Vorletzte Woche hat der Gemeinderat die Rechnung 2018 der Stadt Zürich mit allen Stimmen ausser derjenigen der SVP-Fraktion angenommen. Die Rechnung weist einen Ertragsüberschuss von 108 Millionen Franken aus, budgetiert war noch ein Minus von 7 Millionen. Das Eigenkapital erhöht sich damit auf 1,28 Milliarden Franken. Wären die Flughafen-Aktien nicht in einer aktuellen Baisse bewertet worden, wäre das Resultat nochmals deutlich besser ausgefallen. So ist es weder verwunderlich noch unstatthaft, im Hinblick auf das Budget 2020 über die Höhe des Steuerfusses nachzudenken.
Einen wesentlichen Einfluss auf die Steuererträge der nächsten Jahre wird allerdings eine kantonale Abstimmung haben. Am 1. September stimmen wir bekanntlich über die Steuervorlage 17 ab, eine direkte Umsetzungsvorlage der nationalen STAF-Vorlage, welche das Volk dieses Frühjahr gutgeheissen hatte. Die noch in der alten Zusammensetzung des Kantonsrates verabschiedete Steuervorlage 17 hat es in sich. Zum einen schafft sie im Baukastensystem neue Steuerregeln. Welche Auswirkungen diese neuen Regeln zur Verhinderung von Abwanderungen auf das Steuerergebnis haben werden, ist schwer einzuschätzen. Prognosen des Steueramts für die Nettoverluste dürfen deshalb nicht kommuniziert werden. In zwei Schritten senkt die Reform zum anderen die Unternehmenssteuern um 25 Prozent. Für die Stadt Zürich würde dies zu Einnahmeausfällen von je 100 Millionen Franken führen. Gehen wir bei einem Steuerfussprozent von natürlichen Personen von ca. 17 Millionen Steuereinnahmen aus, bedeutet allein der Ausfall von 100 Millionen Franken ein Steueräquivalent in der Stadt Zürich von ca. 6 Steuerfussprozentpunkten.

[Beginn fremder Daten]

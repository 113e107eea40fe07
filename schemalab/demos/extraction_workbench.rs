//! Extraction workbench example.
//!
//! Runs the default extractor against the sample input, edits the generator
//! schema, runs it again and prints both records with their cost.
//!
//! Run with a real model:
//! ```bash
//! OPENAI_API_KEY=your-key cargo run --example extraction_workbench
//! ```
//!
//! Without `OPENAI_API_KEY` a canned model answers instead.

use schemalab::models::{format_cost, BoxedModel, MockModel};
use schemalab::prelude::*;
use schemalab::GenerationStatus;
use serde_json::json;
use std::sync::Arc;

fn canned_model() -> MockModel {
    MockModel::new()
        .with_object_and_usage(
            json!({
                "summary": "Vercel is a frontend platform focused on speed and reliability.",
                "actionItems": []
            }),
            RequestUsage::with_tokens(96, 24),
        )
        .with_object_and_usage(
            json!({
                "company": "Vercel",
                "audience": "frontend developers",
                "sentiment": "positive"
            }),
            RequestUsage::with_tokens(88, 18),
        )
}

fn print_record(record: &GenerationRecord) {
    let reference = record.generation_reference.as_ref();
    println!(
        "record {} (input v{}, generator v{})",
        record.id,
        reference.map_or(0, |r| r.input_version),
        reference.map_or(0, |r| r.generator_version),
    );
    match record.status() {
        GenerationStatus::Succeeded { value } => {
            println!("{}", serde_json::to_string_pretty(value).unwrap_or_default());
        }
        GenerationStatus::Failed { error } => println!("failed: {error}"),
        GenerationStatus::Loading => println!("still loading"),
    }
    println!(
        "tokens: expected {} / actual {:?}, cost {}\n",
        record.token_usage.expected_input_tokens,
        record.token_usage.actual_input_tokens,
        format_cost(record.cost_info.display_cost()),
    );
}

#[tokio::main]
async fn main() -> anyhow::Result<()> {
    tracing_subscriber::fmt::init();

    let config = WorkbenchConfig::from_env()?;
    let model: BoxedModel = match config.openai_model() {
        Ok(model) => Arc::new(model),
        Err(_) => {
            println!("OPENAI_API_KEY not set, using a canned model\n");
            Arc::new(canned_model())
        }
    };

    let workbench = Workbench::new(config).into_shared();
    let generator = workbench.read().generators()[0].id().clone();
    let orchestrator = Orchestrator::new(workbench.clone(), model);

    let first = orchestrator.generate(&generator).await?;

    workbench.write().import_schema(
        &generator,
        r#"z.object({
  company: z.string().describe("Company name"),
  audience: z.string().describe("Who the product is for"),
  sentiment: z.enum(["positive", "neutral", "negative"])
})"#,
    )?;
    let second = orchestrator.generate(&generator).await?;

    let wb = workbench.read();
    for id in [&first, &second] {
        if let Some(record) = wb.record(id) {
            print_record(record);
        }
    }
    println!("total spent: {}", format_cost(wb.total_spent()));

    Ok(())
}
#[cfg(test)]
mod tests {
    use super::*;
    use pretty_assertions::assert_eq;
    use serde_json::json;
    use wiremock::matchers::{body_partial_json, header, method, path};
    use wiremock::{Mock, MockServer, ResponseTemplate};

    const SCHEMA: &str = "z.object({\n  summary: z.string()\n})";

    fn completion(content: &str) -> JsonValue {
        json!({
            "id": "chatcmpl-1",
            "object": "chat.completion",
            "created": 0,
            "model": "gpt-4o",
            "choices": [{
                "index": 0,
                "message": { "role": "assistant", "content": content },
                "finish_reason": "stop"
            }],
            "usage": { "prompt_tokens": 42, "completion_tokens": 7, "total_tokens": 49 }
        })
    }

    fn model(server: &MockServer) -> OpenAIChatModel {
        OpenAIChatModel::new("sk-test").with_base_url(server.uri())
    }

    fn request(schema: &str) -> ExtractionRequest {
        ExtractionRequest::new("gpt-4o", "Vercel is a platform.")
            .with_system_instruction("Extract.")
            .with_schema_text(schema)
    }

    #[test]
    fn test_builder() {
        let model = OpenAIChatModel::new("sk")
            .with_base_url("https://proxy.local/v1/")
            .with_timeout(Duration::from_secs(5))
            .with_allowed_models(["gpt-4o"]);
        assert_eq!(model.base_url, "https://proxy.local/v1");
        assert_eq!(model.default_timeout, Duration::from_secs(5));
        assert!(model.check_allowed("gpt-4o").is_ok());
        assert!(matches!(
            model.check_allowed("o1"),
            Err(ModelError::NotAllowed(id)) if id == "o1"
        ));
    }

    #[test]
    fn test_build_structured_request() {
        let body = OpenAIChatModel::new("sk").build_extraction_request(&request(SCHEMA));
        let format = body.response_format.unwrap();
        assert_eq!(format.format_type, "json_schema");
        let schema = format.json_schema.unwrap().schema;
        assert_eq!(schema["required"], json!(["summary"]));
        assert_eq!(body.messages[0], ChatMessage::system("Extract."));
        assert_eq!(body.messages[1], ChatMessage::user("Vercel is a platform."));
    }

    #[test]
    fn test_build_json_mode_request_for_unparsable_schema() {
        let req = request("z.union([z.string(), z.number()])");
        let body = OpenAIChatModel::new("sk").build_extraction_request(&req);
        assert_eq!(body.response_format.unwrap().format_type, "json_object");
        assert!(body.messages[0].content.starts_with("Extract.\n\nRespond with a single JSON object"));
        assert!(body.messages[0].content.ends_with("z.union([z.string(), z.number()])"));
    }

    #[test]
    fn test_optional_fields_use_json_mode() {
        let schema = "z.object({ age: z.number().optional(), id: z.union([z.string(), z.number()]) })";
        let body = OpenAIChatModel::new("sk").build_extraction_request(&request(schema));
        let format = body.response_format.unwrap();
        assert_eq!(format.format_type, "json_object");
        assert!(format.json_schema.is_none());
        assert!(body.messages[0].content.ends_with(schema));
    }

    #[tokio::test]
    async fn test_extract_success() {
        let server = MockServer::start().await;
        Mock::given(method("POST"))
            .and(path("/chat/completions"))
            .and(header("authorization", "Bearer sk-test"))
            .and(body_partial_json(json!({
                "model": "gpt-4o",
                "response_format": { "type": "json_schema" }
            })))
            .respond_with(ResponseTemplate::new(200).set_body_json(completion(r#"{"summary":"A platform."}"#)))
            .expect(1)
            .mount(&server)
            .await;

        let resp = model(&server).extract(&request(SCHEMA)).await.unwrap();
        assert_eq!(resp.object, json!({ "summary": "A platform." }));
        assert_eq!(resp.usage, Some(RequestUsage::with_tokens(42, 7)));
    }

    #[tokio::test]
    async fn test_extract_schema_violation() {
        let server = MockServer::start().await;
        Mock::given(method("POST"))
            .respond_with(ResponseTemplate::new(200).set_body_json(completion(r#"{"title":"x"}"#)))
            .mount(&server)
            .await;

        match model(&server).extract(&request(SCHEMA)).await {
            Err(ModelError::SchemaValidation { issues, value }) => {
                assert_eq!(issues[0].path, "summary");
                assert_eq!(issues[0].message, "Required");
                assert_eq!(value, json!({ "title": "x" }));
            }
            other => panic!("unexpected {other:?}"),
        }
    }

    #[tokio::test]
    async fn test_extract_empty_and_malformed_content() {
        let server = MockServer::start().await;
        Mock::given(method("POST"))
            .respond_with(ResponseTemplate::new(200).set_body_json(completion("  ")))
            .up_to_n_times(1)
            .mount(&server)
            .await;
        Mock::given(method("POST"))
            .respond_with(ResponseTemplate::new(200).set_body_json(completion("{not json")))
            .mount(&server)
            .await;

        let model = model(&server);
        assert!(matches!(
            model.extract(&request(SCHEMA)).await,
            Err(ModelError::MissingObject)
        ));
        assert!(matches!(
            model.extract(&request(SCHEMA)).await,
            Err(ModelError::InvalidResponse(_))
        ));
    }

    #[tokio::test]
    async fn test_refusal_is_content_filtered() {
        let server = MockServer::start().await;
        Mock::given(method("POST"))
            .respond_with(ResponseTemplate::new(200).set_body_json(json!({
                "choices": [{
                    "message": { "role": "assistant", "content": null, "refusal": "I can't help with that." },
                    "finish_reason": "stop"
                }]
            })))
            .mount(&server)
            .await;

        let err = model(&server).extract(&request(SCHEMA)).await.unwrap_err();
        assert!(matches!(err, ModelError::ContentFiltered(msg) if msg == "I can't help with that."));
    }

    #[tokio::test]
    async fn test_error_mapping() {
        let server = MockServer::start().await;
        let api_error = |message: &str, code: &str| {
            json!({ "error": { "message": message, "type": "invalid_request_error", "param": null, "code": code } })
        };
        Mock::given(method("POST"))
            .respond_with(ResponseTemplate::new(401).set_body_json(api_error("Incorrect API key", "invalid_api_key")))
            .up_to_n_times(1)
            .mount(&server)
            .await;
        Mock::given(method("POST"))
            .respond_with(
                ResponseTemplate::new(429)
                    .insert_header("retry-after", "7")
                    .set_body_string("slow down"),
            )
            .up_to_n_times(1)
            .mount(&server)
            .await;
        Mock::given(method("POST"))
            .respond_with(
                ResponseTemplate::new(400)
                    .set_body_json(api_error("maximum context length", "context_length_exceeded")),
            )
            .up_to_n_times(1)
            .mount(&server)
            .await;
        Mock::given(method("POST"))
            .respond_with(ResponseTemplate::new(502).set_body_string("bad gateway"))
            .mount(&server)
            .await;

        let model = model(&server);
        let req = request(SCHEMA);
        assert!(matches!(
            model.extract(&req).await,
            Err(ModelError::Authentication(msg)) if msg == "Incorrect API key"
        ));
        let err = model.extract(&req).await.unwrap_err();
        assert_eq!(err.retry_after(), Some(Duration::from_secs(7)));
        assert!(matches!(
            model.extract(&req).await,
            Err(ModelError::ContextLengthExceeded(_))
        ));
        let err = model.extract(&req).await.unwrap_err();
        assert!(matches!(err, ModelError::Http { status: 502, .. }));
        assert!(err.is_retryable());
    }

    #[tokio::test]
    async fn test_disallowed_model_never_sends() {
        let server = MockServer::start().await;
        Mock::given(method("POST"))
            .respond_with(ResponseTemplate::new(200).set_body_json(completion("{}")))
            .expect(0)
            .mount(&server)
            .await;

        let model = model(&server).with_allowed_models(["gpt-4o-mini"]);
        let err = model.extract(&request(SCHEMA)).await.unwrap_err();
        assert_eq!(err.to_string(), "Model 'gpt-4o' is not allowed.");
    }

    #[tokio::test]
    async fn test_timeout() {
        let server = MockServer::start().await;
        Mock::given(method("POST"))
            .respond_with(
                ResponseTemplate::new(200)
                    .set_body_json(completion("{}"))
                    .set_delay(Duration::from_millis(500)),
            )
            .mount(&server)
            .await;

        let model = model(&server).with_timeout(Duration::from_millis(50));
        let err = model.extract(&request(SCHEMA)).await.unwrap_err();
        assert!(matches!(err, ModelError::Timeout(d) if d == Duration::from_millis(50)));
        assert!(err.is_retryable());
    }

    #[tokio::test]
    async fn test_complete_returns_text() {
        let server = MockServer::start().await;
        Mock::given(method("POST"))
            .and(body_partial_json(json!({
                "messages": [
                    { "role": "system", "content": "Write system messages." },
                    { "role": "user", "content": "extract invoices" }
                ]
            })))
            .respond_with(ResponseTemplate::new(200).set_body_json(completion("You extract invoices.")))
            .mount(&server)
            .await;

        let text = model(&server)
            .complete(&CompletionRequest::new("gpt-4o", "Write system messages.", "extract invoices"))
            .await
            .unwrap();
        assert_eq!(text, "You extract invoices.");
    }
}
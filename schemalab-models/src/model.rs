//! The LLM collaborator trait and its request/response types.

use async_trait::async_trait;
use schemalab_core::RequestUsage;
use schemalab_schema::{check_value, parse_schema_exact};
use serde::{Deserialize, Serialize};
use serde_json::Value as JsonValue;
use std::sync::Arc;

use crate::error::{ModelError, ModelResult};

/// One structured-extraction call.
#[derive(Debug, Clone, PartialEq, Eq, Serialize, Deserialize)]
pub struct ExtractionRequest {
    /// The text to extract from.
    pub prompt: String,
    /// Model id.
    pub model_id: String,
    /// System instruction.
    pub system_instruction: String,
    /// Schema text the returned object must satisfy.
    pub schema_text: String,
}

impl ExtractionRequest {
    /// Create a request with an empty system instruction and schema.
    pub fn new(model_id: impl Into<String>, prompt: impl Into<String>) -> Self {
        Self {
            prompt: prompt.into(),
            model_id: model_id.into(),
            system_instruction: String::new(),
            schema_text: String::new(),
        }
    }

    /// Set the system instruction.
    #[must_use]
    pub fn with_system_instruction(mut self, system: impl Into<String>) -> Self {
        self.system_instruction = system.into();
        self
    }

    /// Set the schema text.
    #[must_use]
    pub fn with_schema_text(mut self, schema: impl Into<String>) -> Self {
        self.schema_text = schema.into();
        self
    }
}

/// The object a model produced, plus reported usage.
#[derive(Debug, Clone, PartialEq, Serialize, Deserialize)]
pub struct ExtractionResponse {
    /// The generated object.
    pub object: JsonValue,
    /// Token usage, if the provider reported it.
    pub usage: Option<RequestUsage>,
}

impl ExtractionResponse {
    /// Create a response without usage.
    pub fn new(object: JsonValue) -> Self {
        Self {
            object,
            usage: None,
        }
    }

    /// Attach usage.
    #[must_use]
    pub fn with_usage(mut self, usage: RequestUsage) -> Self {
        self.usage = Some(usage);
        self
    }
}

/// A plain text completion call.
#[derive(Debug, Clone, PartialEq, Eq, Serialize, Deserialize)]
pub struct CompletionRequest {
    /// Model id.
    pub model_id: String,
    /// System instruction.
    pub system_instruction: String,
    /// User prompt.
    pub prompt: String,
}

impl CompletionRequest {
    /// Create a completion request.
    pub fn new(
        model_id: impl Into<String>,
        system_instruction: impl Into<String>,
        prompt: impl Into<String>,
    ) -> Self {
        Self {
            model_id: model_id.into(),
            system_instruction: system_instruction.into(),
            prompt: prompt.into(),
        }
    }
}

/// An LLM that turns text into schema-conforming objects.
///
/// Implementations must return [`ModelError::MissingObject`] when no object
/// comes back and [`ModelError::SchemaValidation`] when it does not conform
/// to `schema_text`. [`ensure_conforms`] does the latter.
#[async_trait]
pub trait ExtractionModel: Send + Sync {
    /// Name of the provider, for logs.
    fn name(&self) -> &str;

    /// Generate an object from the request.
    async fn extract(&self, request: &ExtractionRequest) -> ModelResult<ExtractionResponse>;

    /// Generate free text.
    async fn complete(&self, request: &CompletionRequest) -> ModelResult<String>;
}

/// Shared model handle.
pub type BoxedModel = Arc<dyn ExtractionModel>;

/// Check `object` against the fields `schema_text` parses to.
///
/// Only schema text the field model represents exactly is checked locally.
/// Anything else (optional or nullable fields, unions, literals, bounds)
/// is left to the provider, and the object passes.
///
/// # Errors
///
/// [`ModelError::MissingObject`] for `null`, [`ModelError::SchemaValidation`]
/// when any issue is found.
pub fn ensure_conforms(schema_text: &str, object: JsonValue) -> ModelResult<JsonValue> {
    if object.is_null() {
        return Err(ModelError::MissingObject);
    }
    let Some(fields) = parse_schema_exact(schema_text).filter(|f| !f.is_empty()) else {
        return Ok(object);
    };
    let issues = check_value(&fields, &object);
    if issues.is_empty() {
        Ok(object)
    } else {
        tracing::debug!(
            target: "schemalab::models",
            issues = issues.len(),
            "generated object failed schema check"
        );
        Err(ModelError::schema_validation(issues, object))
    }
}

#[cfg(test)]
mod tests {
    use super::*;
    use serde_json::json;

    const SCHEMA: &str = "z.object({ summary: z.string() })";

    #[test]
    fn test_request_builder() {
        let req = ExtractionRequest::new("gpt-4o", "text")
            .with_system_instruction("sys")
            .with_schema_text(SCHEMA);
        assert_eq!(req.model_id, "gpt-4o");
        assert_eq!(req.system_instruction, "sys");
        assert_eq!(req.schema_text, SCHEMA);
    }

    #[test]
    fn test_ensure_conforms_accepts_valid() {
        let value = ensure_conforms(SCHEMA, json!({ "summary": "ok" })).unwrap();
        assert_eq!(value["summary"], "ok");
    }

    #[test]
    fn test_ensure_conforms_rejects_null_and_mismatch() {
        assert!(matches!(
            ensure_conforms(SCHEMA, JsonValue::Null),
            Err(ModelError::MissingObject)
        ));
        match ensure_conforms(SCHEMA, json!({ "summary": 3 })) {
            Err(ModelError::SchemaValidation { issues, value }) => {
                assert_eq!(issues[0].path, "summary");
                assert_eq!(value, json!({ "summary": 3 }));
            }
            other => panic!("unexpected {other:?}"),
        }
    }

    #[test]
    fn test_unparsable_schema_passes_through() {
        let value = ensure_conforms("z.union([z.string()])", json!({ "a": 1 })).unwrap();
        assert_eq!(value, json!({ "a": 1 }));
    }

    #[test]
    fn test_optional_and_union_fields_are_not_forced_to_strings() {
        let schema =
            "z.object({ age: z.number().optional(), id: z.union([z.string(), z.number()]) })";
        let value = ensure_conforms(schema, json!({ "age": 30, "id": 7 })).unwrap();
        assert_eq!(value, json!({ "age": 30, "id": 7 }));

        let value = ensure_conforms(schema, json!({ "id": "a" })).unwrap();
        assert_eq!(value, json!({ "id": "a" }));
    }

    #[test]
    fn test_exact_schema_with_trailing_semicolon_is_checked() {
        let result = ensure_conforms("z.object({ n: z.number() });", json!({ "n": "x" }));
        assert!(matches!(result, Err(ModelError::SchemaValidation { .. })));
    }
}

Ich habe der FDP im Gemeinderat einen Deal vorgeschlagen: Bringt die FDP die bürgerliche Seite im Kantonsrat dazu, die Unternehmenssteuern um einen fairen Prozentanteil zu senken, wäre die AL bereit, den Steuerfuss der natürlichen Personen in der Stadt Zürich
entsprechend zu senken. Beantwortet hat die FDP meinen Vorschlag mit philosophischen und wenig stichhaltigen Bemerkungen zur Dialektik von natürlichen und juristischen Personen und der Behauptung, dass hinter jeder juristischen Person (also Firmen von der kleinen 1-Frau-Bude bis zum Weltkonzern) auch natürliche Personen stünden. Die Hoffnung ist also gering, dass es der bürgerlichen Seite bei den Steuern einmal wirklich um die «kleinen Leute» gehen wird. Solange die Unternehmen allerdings die Steuerreformgewinner und wir deren Verlierer sind, wäre eine Senkung des Steuerfusses für die natürlichen Personen dieser Stadt ein schlechtes Geschäft. Sinkt nämlich der Steuerertrag als Ganzes, wird der Ausbau der Leistungen mit der wachsenden Stadt nicht mehr mithalten, und alle, deren Portemonnaie kein Ausweichen auf privat finanzierte Leistungen erlaubt, schauen in die Röhre.
Aber noch haben Sie es in der Hand bzw. das erste Wort: Lehnen Sie die ungerechte kantonale Steuervorlage am 1. September ab und machen den Weg frei für eine sozial verträgliche Unternehmenssteuerreform, liegt damit aus Sicht der AL eine moderate Senkung des Steuerfusses in der Stadt Zürich drin.